• _WHAT TO WORK ON_
Exactly reproduce the data from its first line through the line with "previously generated artifacts", leaving out every line after it.

=== SOURCE RECORDS ===

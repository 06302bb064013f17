//! Codec registry generation.
//!
//! ## Architecture
//!
//! A run flows through these stages in order:
//!
//! ```text
//! Discovery → Scan → Contract check → Aggregation → Render → Validate → Safe write
//! ```
//!
//! ## Modules
//!
//! - **discovery**: selects candidate source files from include/exclude sets
//!   and skips previously generated artifacts
//! - **scanner**: parses one file and reports marker-tagged declarations
//! - **contract**: decides whether a tagged declaration can be registered
//! - **aggregate**: merges per-file findings, resolving serializer and
//!   deserializer overrides last-scanned-wins
//! - **emitter**: renders the registry source and checks that it parses
//! - **writer**: atomic, skip-if-identical artifact writes
//! - **pipeline**: wires the stages together for one run
//!
//! ## Example Usage
//!
//! ```rust,no_run
//! use codec_registry_gen::codegen::{RunMode, generate};
//! use codec_registry_gen::config::GeneratorConfig;
//!
//! # fn example() -> anyhow::Result<()> {
//! let config = GeneratorConfig::for_base_dir(".");
//! config.validate()?;
//!
//! let report = generate(config, RunMode::Write)?;
//! println!("{} declarations registered", report.declarations.len());
//! # Ok(())
//! # }
//! ```

pub mod aggregate;
pub mod contract;
pub mod discovery;
pub mod emitter;
pub mod pipeline;
pub mod scanner;
pub mod writer;

pub use aggregate::{
    AggregationResult, Aggregator, FileFailure, OverrideBinding, OverrideKind, RejectionRecord,
    ScanStats,
};
pub use contract::{
    CandidateDeclaration, ContractConfig, ContractValidator, ContractViolation, DeclarationId,
    Rejection, Verdict,
};
pub use discovery::{Discovery, MatchedFile, SourceSelector, SourceSet};
pub use emitter::{EmitterConfig, KeyCollision, RegistryEmitter, RenderedRegistry};
pub use pipeline::{CodeGenPipeline, GenerationOutcome, GenerationReport, RunMode, generate};
pub use scanner::{DeclarationScanner, MarkerNames, ScanOutcome};
pub use writer::{Freshness, SafeCodeWriter, WriteOutcome, compute_string_hash};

===

• _RESULT OF THE EXERCISE_
repository 06302bb064013f17
//! Codec registry generation.
//!
//! ## Architecture
//!
//! A run flows through these stages in order:
//!
//! ```text
//! Discovery → Scan → Contract check → Aggregation → Render → Validate → Safe write
//! ```
//!
//! ## Modules
//!
//! - **discovery**: selects candidate source files from include/exclude sets
//!   and skips previously generated artifacts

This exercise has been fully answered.